[WORK TASK]: Of the entries below, return only those lines from the line with "succeeded without a" to the line with "request to the", exactly, both included.

[DATA PROVIDED]:
■ ■ ■

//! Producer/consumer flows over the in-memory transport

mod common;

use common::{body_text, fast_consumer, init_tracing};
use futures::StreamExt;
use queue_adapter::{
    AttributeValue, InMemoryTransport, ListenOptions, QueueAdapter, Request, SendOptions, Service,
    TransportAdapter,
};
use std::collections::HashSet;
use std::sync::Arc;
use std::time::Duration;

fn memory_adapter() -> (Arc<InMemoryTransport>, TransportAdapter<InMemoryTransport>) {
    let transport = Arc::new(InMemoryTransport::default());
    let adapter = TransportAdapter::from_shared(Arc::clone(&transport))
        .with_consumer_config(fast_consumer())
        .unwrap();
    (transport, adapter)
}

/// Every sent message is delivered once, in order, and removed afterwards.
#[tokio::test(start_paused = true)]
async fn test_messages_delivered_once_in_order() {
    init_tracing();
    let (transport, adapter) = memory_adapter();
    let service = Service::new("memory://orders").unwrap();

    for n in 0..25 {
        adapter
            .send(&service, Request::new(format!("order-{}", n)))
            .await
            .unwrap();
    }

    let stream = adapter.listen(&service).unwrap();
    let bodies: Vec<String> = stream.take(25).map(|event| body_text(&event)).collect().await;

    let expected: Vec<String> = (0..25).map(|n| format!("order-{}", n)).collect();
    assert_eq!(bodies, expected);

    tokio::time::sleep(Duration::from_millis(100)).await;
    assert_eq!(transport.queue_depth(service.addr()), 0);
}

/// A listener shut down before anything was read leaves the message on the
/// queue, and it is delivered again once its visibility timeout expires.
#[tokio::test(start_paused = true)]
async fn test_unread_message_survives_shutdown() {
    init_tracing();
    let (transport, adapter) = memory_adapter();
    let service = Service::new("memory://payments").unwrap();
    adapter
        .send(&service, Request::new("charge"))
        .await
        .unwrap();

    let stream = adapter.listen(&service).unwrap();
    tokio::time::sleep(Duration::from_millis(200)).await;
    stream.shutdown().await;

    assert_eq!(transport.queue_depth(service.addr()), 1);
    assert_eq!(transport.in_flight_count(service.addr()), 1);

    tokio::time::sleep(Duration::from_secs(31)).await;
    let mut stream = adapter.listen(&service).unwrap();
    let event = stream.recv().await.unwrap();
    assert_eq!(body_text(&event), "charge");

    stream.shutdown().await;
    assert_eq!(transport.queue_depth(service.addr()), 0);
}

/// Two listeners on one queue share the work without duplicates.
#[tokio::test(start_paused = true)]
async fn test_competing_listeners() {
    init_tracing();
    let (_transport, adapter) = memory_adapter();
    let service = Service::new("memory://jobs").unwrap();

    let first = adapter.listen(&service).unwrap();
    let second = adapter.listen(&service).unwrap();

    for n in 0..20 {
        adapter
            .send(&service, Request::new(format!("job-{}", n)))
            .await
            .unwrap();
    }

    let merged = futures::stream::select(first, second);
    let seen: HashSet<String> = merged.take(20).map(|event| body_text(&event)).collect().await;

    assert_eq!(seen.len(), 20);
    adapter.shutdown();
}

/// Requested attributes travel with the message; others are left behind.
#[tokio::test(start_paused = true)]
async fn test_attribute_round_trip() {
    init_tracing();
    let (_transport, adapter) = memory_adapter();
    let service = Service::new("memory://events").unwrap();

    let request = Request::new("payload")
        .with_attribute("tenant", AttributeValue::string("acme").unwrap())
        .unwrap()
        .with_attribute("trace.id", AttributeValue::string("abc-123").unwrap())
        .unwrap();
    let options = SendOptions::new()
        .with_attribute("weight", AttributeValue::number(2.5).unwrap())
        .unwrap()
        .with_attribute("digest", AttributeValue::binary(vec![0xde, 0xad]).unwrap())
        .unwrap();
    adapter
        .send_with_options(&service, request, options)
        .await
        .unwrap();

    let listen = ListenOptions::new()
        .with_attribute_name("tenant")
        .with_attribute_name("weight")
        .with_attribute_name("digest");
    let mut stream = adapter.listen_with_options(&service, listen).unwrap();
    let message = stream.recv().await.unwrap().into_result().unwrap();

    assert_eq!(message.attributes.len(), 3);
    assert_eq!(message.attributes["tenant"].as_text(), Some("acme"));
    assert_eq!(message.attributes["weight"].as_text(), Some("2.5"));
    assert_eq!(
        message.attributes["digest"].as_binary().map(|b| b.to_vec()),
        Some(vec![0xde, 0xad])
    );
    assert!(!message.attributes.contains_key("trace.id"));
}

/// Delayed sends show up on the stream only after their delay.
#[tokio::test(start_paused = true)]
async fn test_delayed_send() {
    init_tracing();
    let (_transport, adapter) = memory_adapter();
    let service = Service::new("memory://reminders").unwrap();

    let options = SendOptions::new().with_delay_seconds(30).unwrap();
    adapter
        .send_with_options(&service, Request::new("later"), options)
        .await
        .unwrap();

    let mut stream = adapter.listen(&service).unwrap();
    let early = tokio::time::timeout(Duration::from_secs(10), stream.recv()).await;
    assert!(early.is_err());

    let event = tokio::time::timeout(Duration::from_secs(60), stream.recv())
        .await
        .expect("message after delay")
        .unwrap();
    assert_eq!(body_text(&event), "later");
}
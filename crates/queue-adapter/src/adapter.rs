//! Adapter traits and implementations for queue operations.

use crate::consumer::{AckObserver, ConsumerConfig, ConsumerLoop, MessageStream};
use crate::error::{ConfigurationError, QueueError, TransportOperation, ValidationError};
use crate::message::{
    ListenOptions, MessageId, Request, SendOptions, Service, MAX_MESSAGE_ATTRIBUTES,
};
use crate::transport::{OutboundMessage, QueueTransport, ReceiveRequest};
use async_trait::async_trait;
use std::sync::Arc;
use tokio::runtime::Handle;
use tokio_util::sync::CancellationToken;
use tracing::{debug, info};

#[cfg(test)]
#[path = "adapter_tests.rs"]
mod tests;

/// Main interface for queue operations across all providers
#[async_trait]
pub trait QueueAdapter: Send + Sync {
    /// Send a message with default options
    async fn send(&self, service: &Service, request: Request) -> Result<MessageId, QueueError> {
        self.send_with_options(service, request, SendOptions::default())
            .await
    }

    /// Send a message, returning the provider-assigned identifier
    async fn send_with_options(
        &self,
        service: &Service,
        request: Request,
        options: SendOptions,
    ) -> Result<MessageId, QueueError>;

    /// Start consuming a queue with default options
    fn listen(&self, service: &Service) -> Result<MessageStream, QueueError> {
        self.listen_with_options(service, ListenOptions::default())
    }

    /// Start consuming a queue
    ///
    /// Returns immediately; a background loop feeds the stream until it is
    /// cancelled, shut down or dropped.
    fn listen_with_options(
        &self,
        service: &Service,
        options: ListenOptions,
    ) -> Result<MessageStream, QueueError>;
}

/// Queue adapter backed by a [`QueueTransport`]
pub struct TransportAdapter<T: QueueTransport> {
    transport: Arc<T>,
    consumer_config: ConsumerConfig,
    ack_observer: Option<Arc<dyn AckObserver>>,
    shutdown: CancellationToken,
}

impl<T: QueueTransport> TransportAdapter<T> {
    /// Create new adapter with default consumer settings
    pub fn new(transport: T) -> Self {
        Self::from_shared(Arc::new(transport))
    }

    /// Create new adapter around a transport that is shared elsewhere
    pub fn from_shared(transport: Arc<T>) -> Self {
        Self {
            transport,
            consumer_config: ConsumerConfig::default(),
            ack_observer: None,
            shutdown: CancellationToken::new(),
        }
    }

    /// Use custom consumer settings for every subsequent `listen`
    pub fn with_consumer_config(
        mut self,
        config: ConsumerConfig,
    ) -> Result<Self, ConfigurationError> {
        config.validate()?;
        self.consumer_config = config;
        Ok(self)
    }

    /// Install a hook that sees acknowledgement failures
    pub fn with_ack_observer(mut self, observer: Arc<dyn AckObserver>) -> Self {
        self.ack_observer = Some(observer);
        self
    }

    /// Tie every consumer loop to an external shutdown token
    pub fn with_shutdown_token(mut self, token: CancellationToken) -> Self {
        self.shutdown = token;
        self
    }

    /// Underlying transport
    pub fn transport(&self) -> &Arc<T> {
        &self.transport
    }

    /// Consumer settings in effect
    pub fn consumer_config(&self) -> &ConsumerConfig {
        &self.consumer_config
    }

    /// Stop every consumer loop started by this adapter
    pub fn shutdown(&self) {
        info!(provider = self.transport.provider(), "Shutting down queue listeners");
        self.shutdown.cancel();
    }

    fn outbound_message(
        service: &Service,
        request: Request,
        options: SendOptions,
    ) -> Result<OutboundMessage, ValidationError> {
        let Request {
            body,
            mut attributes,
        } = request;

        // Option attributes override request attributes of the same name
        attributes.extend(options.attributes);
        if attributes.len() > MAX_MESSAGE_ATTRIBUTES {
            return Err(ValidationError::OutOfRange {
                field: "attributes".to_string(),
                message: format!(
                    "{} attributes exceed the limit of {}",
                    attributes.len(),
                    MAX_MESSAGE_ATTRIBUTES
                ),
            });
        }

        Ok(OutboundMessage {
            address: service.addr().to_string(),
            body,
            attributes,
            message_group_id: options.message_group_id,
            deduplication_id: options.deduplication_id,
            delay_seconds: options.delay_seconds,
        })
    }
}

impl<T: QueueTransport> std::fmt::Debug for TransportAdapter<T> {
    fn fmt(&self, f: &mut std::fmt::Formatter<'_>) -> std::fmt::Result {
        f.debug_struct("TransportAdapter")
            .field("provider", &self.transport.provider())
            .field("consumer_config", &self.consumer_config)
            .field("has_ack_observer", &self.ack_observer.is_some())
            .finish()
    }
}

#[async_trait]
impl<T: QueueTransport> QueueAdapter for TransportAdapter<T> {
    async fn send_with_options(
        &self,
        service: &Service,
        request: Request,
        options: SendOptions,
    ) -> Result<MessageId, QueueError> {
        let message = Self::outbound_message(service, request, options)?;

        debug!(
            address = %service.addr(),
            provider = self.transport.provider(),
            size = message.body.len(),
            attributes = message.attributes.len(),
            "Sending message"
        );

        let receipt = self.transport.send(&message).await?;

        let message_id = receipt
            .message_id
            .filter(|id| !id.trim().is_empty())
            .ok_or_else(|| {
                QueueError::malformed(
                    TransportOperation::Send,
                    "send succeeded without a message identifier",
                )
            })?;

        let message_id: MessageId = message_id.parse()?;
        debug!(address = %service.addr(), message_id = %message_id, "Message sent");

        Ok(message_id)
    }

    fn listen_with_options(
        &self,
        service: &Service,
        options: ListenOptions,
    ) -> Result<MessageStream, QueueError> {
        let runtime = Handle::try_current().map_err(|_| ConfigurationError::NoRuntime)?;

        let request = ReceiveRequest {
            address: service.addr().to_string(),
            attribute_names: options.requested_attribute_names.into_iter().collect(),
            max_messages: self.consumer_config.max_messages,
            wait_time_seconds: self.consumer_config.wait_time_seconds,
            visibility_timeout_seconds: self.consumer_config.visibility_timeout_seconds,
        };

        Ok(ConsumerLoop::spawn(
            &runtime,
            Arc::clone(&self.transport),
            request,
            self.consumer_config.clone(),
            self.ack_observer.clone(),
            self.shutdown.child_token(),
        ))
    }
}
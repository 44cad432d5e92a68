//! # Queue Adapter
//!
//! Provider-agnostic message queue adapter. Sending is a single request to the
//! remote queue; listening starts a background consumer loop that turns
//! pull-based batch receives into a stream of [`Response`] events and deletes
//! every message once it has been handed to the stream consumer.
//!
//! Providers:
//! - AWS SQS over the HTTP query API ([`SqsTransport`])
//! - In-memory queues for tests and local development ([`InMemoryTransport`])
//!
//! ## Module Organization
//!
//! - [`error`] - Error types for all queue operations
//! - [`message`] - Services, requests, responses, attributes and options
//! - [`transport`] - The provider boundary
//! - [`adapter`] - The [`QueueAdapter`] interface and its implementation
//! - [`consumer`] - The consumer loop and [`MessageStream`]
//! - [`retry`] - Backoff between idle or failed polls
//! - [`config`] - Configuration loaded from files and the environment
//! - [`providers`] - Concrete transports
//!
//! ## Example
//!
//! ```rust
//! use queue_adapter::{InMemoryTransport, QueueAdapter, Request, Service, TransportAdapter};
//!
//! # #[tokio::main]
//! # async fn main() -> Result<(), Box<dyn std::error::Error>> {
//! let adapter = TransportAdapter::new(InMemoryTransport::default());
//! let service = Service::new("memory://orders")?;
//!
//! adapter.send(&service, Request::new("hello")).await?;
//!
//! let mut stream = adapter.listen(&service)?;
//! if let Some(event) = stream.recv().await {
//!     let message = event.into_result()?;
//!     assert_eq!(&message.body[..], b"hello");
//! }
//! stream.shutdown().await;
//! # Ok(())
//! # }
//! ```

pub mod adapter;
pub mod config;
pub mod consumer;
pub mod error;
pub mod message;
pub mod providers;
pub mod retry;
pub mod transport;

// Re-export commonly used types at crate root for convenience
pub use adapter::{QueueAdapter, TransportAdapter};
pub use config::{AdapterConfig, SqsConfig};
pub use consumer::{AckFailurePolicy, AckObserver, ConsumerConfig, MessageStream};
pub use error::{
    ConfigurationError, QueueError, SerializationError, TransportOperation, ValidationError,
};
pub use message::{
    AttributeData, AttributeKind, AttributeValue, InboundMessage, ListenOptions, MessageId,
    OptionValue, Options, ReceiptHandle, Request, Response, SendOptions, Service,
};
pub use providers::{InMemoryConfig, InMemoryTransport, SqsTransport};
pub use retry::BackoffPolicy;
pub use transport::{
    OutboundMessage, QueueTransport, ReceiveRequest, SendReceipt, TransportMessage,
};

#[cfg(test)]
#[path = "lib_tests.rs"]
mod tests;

■ ■ ■

[RESPONSE TO THIS EXERCISE]:
                    "send succeeded without a message identifier",
                )
            })?;

        let message_id: MessageId = message_id.parse()?;
        debug!(address = %service.addr(), message_id = %message_id, "Message sent");

        Ok(message_id)
    }

    fn listen_with_options(
        &self,
        service: &Service,
        options: ListenOptions,
    ) -> Result<MessageStream, QueueError> {
        let runtime = Handle::try_current().map_err(|_| ConfigurationError::NoRuntime)?;

        let request = ReceiveRequest {
            address: service.addr().to_string(),
            attribute_names: options.requested_attribute_names.into_iter().collect(),
            max_messages: self.consumer_config.max_messages,
            wait_time_seconds: self.consumer_config.wait_time_seconds,
            visibility_timeout_seconds: self.consumer_config.visibility_timeout_seconds,
        };

        Ok(ConsumerLoop::spawn(
            &runtime,
            Arc::clone(&self.transport),
            request,
            self.consumer_config.clone(),
            self.ack_observer.clone(),
            self.shutdown.child_token(),
        ))
    }
}
repository 44cad432d5e92a68
//! # Queue Adapter
//!
//! Provider-agnostic message queue adapter. Sending is a single request to the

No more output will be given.